//! Pairs of terms to be unified

use std::collections::HashMap;

use crate::error::Result;
use crate::parser;

use super::graph::{TermGraph, TermId};

/// An ordered pair of terms inside one [`TermGraph`].
///
/// Pairs built through [`TermPair::parse`] share structure between the two
/// sides: substructure that is textually identical in both inputs is one DAG
/// node. The Paterson-Wegman strategy's near-linear bound is only meaningful
/// on such shared input.
#[derive(Debug, Copy, Clone, PartialEq, Eq, Hash)]
pub struct TermPair {
    pub left: TermId,
    pub right: TermId,
}

impl TermPair {
    pub fn new(left: TermId, right: TermId) -> Self {
        TermPair { left, right }
    }

    /// Parse two term strings against a shared subterm table
    pub fn parse(input1: &str, input2: &str, graph: &mut TermGraph) -> Result<Self> {
        let (left, right) = parser::parse_term_pair(input1, input2, graph)?;
        Ok(TermPair { left, right })
    }

    /// Deep copy of both terms through one shared memo, preserving the
    /// sharing between the two sides.
    ///
    /// Strategies that rewrite the graph in place work on such a copy so the
    /// caller's terms stay intact.
    pub fn copy_of(pair: &TermPair, graph: &mut TermGraph) -> Self {
        let mut memo = HashMap::new();
        TermPair {
            left: graph.deep_copy(pair.left, &mut memo),
            right: graph.deep_copy(pair.right, &mut memo),
        }
    }
}
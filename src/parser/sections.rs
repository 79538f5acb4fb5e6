use serde::{Deserialize, Serialize};

use super::patterns::Patterns;

#[derive(Debug, Clone, Copy, PartialEq, Eq, Hash, Serialize, Deserialize)]
#[serde(rename_all = "lowercase")]
pub enum Category {
    Npcs,
    Encounters,
    Revelations,
    Items,
    Quests,
    Locations,
    Factions,
    Mechanics,
    Lore,
    Unknown,
}

impl Category {
    pub fn as_str(&self) -> &'static str {
        match self {
            Self::Npcs => "npcs",
            Self::Encounters => "encounters",
            Self::Revelations => "revelations",
            Self::Items => "items",
            Self::Quests => "quests",
            Self::Locations => "locations",
            Self::Factions => "factions",
            Self::Mechanics => "mechanics",
            Self::Lore => "lore",
            Self::Unknown => "unknown",
        }
    }
}

#[derive(Debug, Clone)]
pub struct Section {
    /// Lowercased header text; empty for preamble before the first header.
    pub header: String,
    /// Trimmed, non-blank lines in source order.
    pub content: Vec<String>,
    pub category: Category,
}

impl Section {
    fn open(patterns: &Patterns, header: String) -> Self {
        let category = classify(patterns, &header);
        Section {
            header,
            content: Vec::new(),
            category,
        }
    }

    pub fn text(&self) -> String {
        self.content.join("\n")
    }
}

/// Split normalized text into header-delimited sections. Sections without
/// content lines are dropped.
pub fn segment(patterns: &Patterns, text: &str) -> Vec<Section> {
    let mut sections: Vec<Section> = Vec::new();
    let mut current = Section::open(patterns, String::new());

    for line in text.lines() {
        let line = line.trim();
        if let Some(caps) = patterns.heading.captures(line) {
            let next = Section::open(patterns, caps[2].trim().to_lowercase());
            let done = std::mem::replace(&mut current, next);
            if !done.content.is_empty() {
                sections.push(done);
            }
        } else if !line.is_empty() {
            current.content.push(line.to_string());
        }
    }

    if !current.content.is_empty() {
        sections.push(current);
    }

    sections
}

/// First category (in table order) whose keyword occurs in the label.
pub fn classify(patterns: &Patterns, header: &str) -> Category {
    let header = header.to_lowercase();
    patterns
        .section_keywords
        .iter()
        .find(|(_, keywords)| keywords.iter().any(|kw| header.contains(kw)))
        .map(|(category, _)| *category)
        .unwrap_or(Category::Unknown)
}

// ── Tests ──
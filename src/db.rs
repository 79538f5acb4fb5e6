use std::path::Path;

use anyhow::Result;
use rusqlite::{Connection, Transaction};

use crate::parser::model::ParseResult;

pub const DEFAULT_DB_PATH: &str = "data/campaign.sqlite";

pub fn connect(path: &str) -> Result<Connection> {
    if let Some(parent) = Path::new(path).parent() {
        if !parent.as_os_str().is_empty() {
            std::fs::create_dir_all(parent)?;
        }
    }
    let conn = Connection::open(path)?;
    conn.execute_batch("PRAGMA journal_mode=WAL; PRAGMA foreign_keys=ON;")?;
    Ok(conn)
}

pub fn init_schema(conn: &Connection) -> Result<()> {
    conn.execute_batch(
        "
        CREATE TABLE IF NOT EXISTS documents (
            id          INTEGER PRIMARY KEY,
            source      TEXT UNIQUE NOT NULL,
            campaign    TEXT,
            confidence  REAL NOT NULL,
            warnings    TEXT NOT NULL DEFAULT '[]',
            imported_at TEXT NOT NULL
        );
        CREATE INDEX IF NOT EXISTS idx_documents_campaign ON documents(campaign);

        CREATE TABLE IF NOT EXISTS npcs (
            id          INTEGER PRIMARY KEY,
            document_id INTEGER NOT NULL REFERENCES documents(id) ON DELETE CASCADE,
            position    INTEGER NOT NULL,
            name        TEXT NOT NULL,
            description TEXT NOT NULL,
            role        TEXT,
            secret      TEXT,
            catchphrase TEXT
        );
        CREATE INDEX IF NOT EXISTS idx_npcs_document ON npcs(document_id);

        CREATE TABLE IF NOT EXISTS encounters (
            id          INTEGER PRIMARY KEY,
            document_id INTEGER NOT NULL REFERENCES documents(id) ON DELETE CASCADE,
            position    INTEGER NOT NULL,
            name        TEXT NOT NULL,
            description TEXT NOT NULL,
            kind        TEXT NOT NULL CHECK(kind IN ('Combat','Social','Puzzle','Exploration','Unknown')),
            cr          TEXT
        );
        CREATE INDEX IF NOT EXISTS idx_encounters_document ON encounters(document_id);

        CREATE TABLE IF NOT EXISTS revelations (
            id          INTEGER PRIMARY KEY,
            document_id INTEGER NOT NULL REFERENCES documents(id) ON DELETE CASCADE,
            position    INTEGER NOT NULL,
            title       TEXT NOT NULL,
            description TEXT NOT NULL,
            timing      TEXT
        );
        CREATE INDEX IF NOT EXISTS idx_revelations_document ON revelations(document_id);

        CREATE TABLE IF NOT EXISTS items (
            id          INTEGER PRIMARY KEY,
            document_id INTEGER NOT NULL REFERENCES documents(id) ON DELETE CASCADE,
            position    INTEGER NOT NULL,
            name        TEXT NOT NULL,
            description TEXT NOT NULL,
            rarity      TEXT
        );
        CREATE INDEX IF NOT EXISTS idx_items_document ON items(document_id);

        CREATE TABLE IF NOT EXISTS quests (
            id          INTEGER PRIMARY KEY,
            document_id INTEGER NOT NULL REFERENCES documents(id) ON DELETE CASCADE,
            position    INTEGER NOT NULL,
            title       TEXT NOT NULL,
            description TEXT NOT NULL,
            giver       TEXT,
            reward      TEXT
        );
        CREATE INDEX IF NOT EXISTS idx_quests_document ON quests(document_id);

        CREATE TABLE IF NOT EXISTS locations (
            id          INTEGER PRIMARY KEY,
            document_id INTEGER NOT NULL REFERENCES documents(id) ON DELETE CASCADE,
            position    INTEGER NOT NULL,
            name        TEXT NOT NULL,
            description TEXT NOT NULL
        );
        CREATE INDEX IF NOT EXISTS idx_locations_document ON locations(document_id);

        CREATE TABLE IF NOT EXISTS factions (
            id          INTEGER PRIMARY KEY,
            document_id INTEGER NOT NULL REFERENCES documents(id) ON DELETE CASCADE,
            position    INTEGER NOT NULL,
            name        TEXT NOT NULL,
            description TEXT NOT NULL,
            reputation  INTEGER NOT NULL DEFAULT 0
        );
        CREATE INDEX IF NOT EXISTS idx_factions_document ON factions(document_id);

        CREATE TABLE IF NOT EXISTS reference_entries (
            id          INTEGER PRIMARY KEY,
            document_id INTEGER NOT NULL REFERENCES documents(id) ON DELETE CASCADE,
            position    INTEGER NOT NULL,
            kind        TEXT NOT NULL CHECK(kind IN ('mechanics','lore')),
            title       TEXT NOT NULL,
            content     TEXT NOT NULL
        );
        CREATE INDEX IF NOT EXISTS idx_reference_document ON reference_entries(document_id);

        CREATE TABLE IF NOT EXISTS notes (
            id          INTEGER PRIMARY KEY,
            document_id INTEGER NOT NULL REFERENCES documents(id) ON DELETE CASCADE,
            position    INTEGER NOT NULL,
            body        TEXT NOT NULL
        );
        CREATE INDEX IF NOT EXISTS idx_notes_document ON notes(document_id);
        ",
    )?;
    Ok(())
}

// ── Import ──

pub struct ParsedDocument {
    pub source: String,
    pub result: ParseResult,
}

pub struct SaveCounts {
    pub documents: usize,
    pub entities: usize,
    pub notes: usize,
}

/// Write a batch of parsed documents in one transaction. A source that was
/// imported before has its old rows replaced.
pub fn save_documents(
    conn: &Connection,
    campaign: Option<&str>,
    docs: &[ParsedDocument],
) -> Result<SaveCounts> {
    let tx = conn.unchecked_transaction()?;
    let mut counts = SaveCounts {
        documents: 0,
        entities: 0,
        notes: 0,
    };
    for doc in docs {
        save_one(&tx, campaign, doc)?;
        counts.documents += 1;
        counts.entities += doc.result.total_entities();
        counts.notes += doc.result.notes.len();
    }
    tx.commit()?;
    Ok(counts)
}

pub fn save_document(
    conn: &Connection,
    source: &str,
    campaign: Option<&str>,
    result: &ParseResult,
) -> Result<i64> {
    let tx = conn.unchecked_transaction()?;
    let id = save_one(
        &tx,
        campaign,
        &ParsedDocument {
            source: source.to_string(),
            result: result.clone(),
        },
    )?;
    tx.commit()?;
    Ok(id)
}

fn save_one(tx: &Transaction<'_>, campaign: Option<&str>, doc: &ParsedDocument) -> Result<i64> {
    let r = &doc.result;
    tx.execute("DELETE FROM documents WHERE source = ?1", [&doc.source])?;
    tx.execute(
        "INSERT INTO documents (source, campaign, confidence, warnings, imported_at)
         VALUES (?1, ?2, ?3, ?4, ?5)",
        rusqlite::params![
            doc.source,
            campaign,
            r.confidence,
            serde_json::to_string(&r.warnings)?,
            chrono::Utc::now().to_rfc3339(),
        ],
    )?;
    let id = tx.last_insert_rowid();

    {
        let mut stmt = tx.prepare(
            "INSERT INTO npcs (document_id, position, name, description, role, secret, catchphrase)
             VALUES (?1, ?2, ?3, ?4, ?5, ?6, ?7)",
        )?;
        for (i, n) in r.npcs.iter().enumerate() {
            stmt.execute(rusqlite::params![
                id, i, n.name, n.description, n.role, n.secret, n.catchphrase,
            ])?;
        }

        let mut stmt = tx.prepare(
            "INSERT INTO encounters (document_id, position, name, description, kind, cr)
             VALUES (?1, ?2, ?3, ?4, ?5, ?6)",
        )?;
        for (i, e) in r.encounters.iter().enumerate() {
            stmt.execute(rusqlite::params![
                id, i, e.name, e.description, e.kind.as_str(), e.cr,
            ])?;
        }

        let mut stmt = tx.prepare(
            "INSERT INTO revelations (document_id, position, title, description, timing)
             VALUES (?1, ?2, ?3, ?4, ?5)",
        )?;
        for (i, v) in r.revelations.iter().enumerate() {
            stmt.execute(rusqlite::params![id, i, v.title, v.description, v.when])?;
        }

        let mut stmt = tx.prepare(
            "INSERT INTO items (document_id, position, name, description, rarity)
             VALUES (?1, ?2, ?3, ?4, ?5)",
        )?;
        for (i, it) in r.items.iter().enumerate() {
            stmt.execute(rusqlite::params![
                id, i, it.name, it.description, it.rarity.map(|rarity| rarity.as_str()),
            ])?;
        }

        let mut stmt = tx.prepare(
            "INSERT INTO quests (document_id, position, title, description, giver, reward)
             VALUES (?1, ?2, ?3, ?4, ?5, ?6)",
        )?;
        for (i, q) in r.quests.iter().enumerate() {
            stmt.execute(rusqlite::params![id, i, q.title, q.description, q.giver, q.reward])?;
        }

        let mut stmt = tx.prepare(
            "INSERT INTO locations (document_id, position, name, description)
             VALUES (?1, ?2, ?3, ?4)",
        )?;
        for (i, l) in r.locations.iter().enumerate() {
            stmt.execute(rusqlite::params![id, i, l.name, l.description])?;
        }

        let mut stmt = tx.prepare(
            "INSERT INTO factions (document_id, position, name, description, reputation)
             VALUES (?1, ?2, ?3, ?4, ?5)",
        )?;
        for (i, f) in r.factions.iter().enumerate() {
            stmt.execute(rusqlite::params![id, i, f.name, f.description, f.reputation])?;
        }

        let mut stmt = tx.prepare(
            "INSERT INTO reference_entries (document_id, position, kind, title, content)
             VALUES (?1, ?2, ?3, ?4, ?5)",
        )?;
        let references = r
            .mechanics
            .iter()
            .map(|e| ("mechanics", e))
            .chain(r.lore.iter().map(|e| ("lore", e)));
        for (i, (kind, e)) in references.enumerate() {
            stmt.execute(rusqlite::params![id, i, kind, e.title, e.content])?;
        }

        let mut stmt =
            tx.prepare("INSERT INTO notes (document_id, position, body) VALUES (?1, ?2, ?3)")?;
        for (i, body) in r.notes.iter().enumerate() {
            stmt.execute(rusqlite::params![id, i, body])?;
        }
    }

    Ok(id)
}

// ── Overview ──

pub struct OverviewRow {
    pub id: i64,
    pub source: String,
    pub campaign: String,
    pub confidence: f64,
    pub npcs: usize,
    pub encounters: usize,
    pub revelations: usize,
    pub items: usize,
    pub quests: usize,
    pub locations: usize,
    pub factions: usize,
    pub notes: usize,
}

pub fn fetch_overview(
    conn: &Connection,
    min_confidence: Option<f64>,
    limit: usize,
) -> Result<Vec<OverviewRow>> {
    let where_clause = if min_confidence.is_some() {
        " WHERE d.confidence >= ?1"
    } else {
        ""
    };
    let sql = format!(
        "SELECT d.id, d.source, COALESCE(d.campaign,''), d.confidence,
                (SELECT COUNT(*) FROM npcs x WHERE x.document_id = d.id),
                (SELECT COUNT(*) FROM encounters x WHERE x.document_id = d.id),
                (SELECT COUNT(*) FROM revelations x WHERE x.document_id = d.id),
                (SELECT COUNT(*) FROM items x WHERE x.document_id = d.id),
                (SELECT COUNT(*) FROM quests x WHERE x.document_id = d.id),
                (SELECT COUNT(*) FROM locations x WHERE x.document_id = d.id),
                (SELECT COUNT(*) FROM factions x WHERE x.document_id = d.id),
                (SELECT COUNT(*) FROM notes x WHERE x.document_id = d.id)
         FROM documents d{}
         ORDER BY d.confidence DESC, d.source
         LIMIT {}",
        where_clause, limit
    );

    let mut params: Vec<Box<dyn rusqlite::types::ToSql>> = Vec::new();
    if let Some(min) = min_confidence {
        params.push(Box::new(min));
    }
    let param_refs: Vec<&dyn rusqlite::types::ToSql> = params.iter().map(|p| p.as_ref()).collect();

    let mut stmt = conn.prepare(&sql)?;
    let rows = stmt
        .query_map(param_refs.as_slice(), |row| {
            Ok(OverviewRow {
                id: row.get(0)?,
                source: row.get(1)?,
                campaign: row.get(2)?,
                confidence: row.get(3)?,
                npcs: row.get(4)?,
                encounters: row.get(5)?,
                revelations: row.get(6)?,
                items: row.get(7)?,
                quests: row.get(8)?,
                locations: row.get(9)?,
                factions: row.get(10)?,
                notes: row.get(11)?,
            })
        })?
        .collect::<Result<Vec<_>, _>>()?;
    Ok(rows)
}

// ── Stats ──

pub struct Stats {
    pub documents: usize,
    pub low_confidence: usize,
    pub npcs: usize,
    pub encounters: usize,
    pub revelations: usize,
    pub items: usize,
    pub quests: usize,
    pub locations: usize,
    pub factions: usize,
    pub references: usize,
    pub notes: usize,
}

pub fn get_stats(conn: &Connection) -> Result<Stats> {
    let count = |table: &str| -> Result<usize> {
        let n = conn.query_row(&format!("SELECT COUNT(*) FROM {}", table), [], |r| r.get(0))?;
        Ok(n)
    };
    let low_confidence: usize = conn.query_row(
        "SELECT COUNT(*) FROM documents WHERE confidence < 0.5",
        [],
        |r| r.get(0),
    )?;
    Ok(Stats {
        documents: count("documents")?,
        low_confidence,
        npcs: count("npcs")?,
        encounters: count("encounters")?,
        revelations: count("revelations")?,
        items: count("items")?,
        quests: count("quests")?,
        locations: count("locations")?,
        factions: count("factions")?,
        references: count("reference_entries")?,
        notes: count("notes")?,
    })
}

● **WORK INSTRUCTION**
Say how many of the lines above include the string "ParseResult", and give no other words.

● **EXERCISE SOLUTION**
3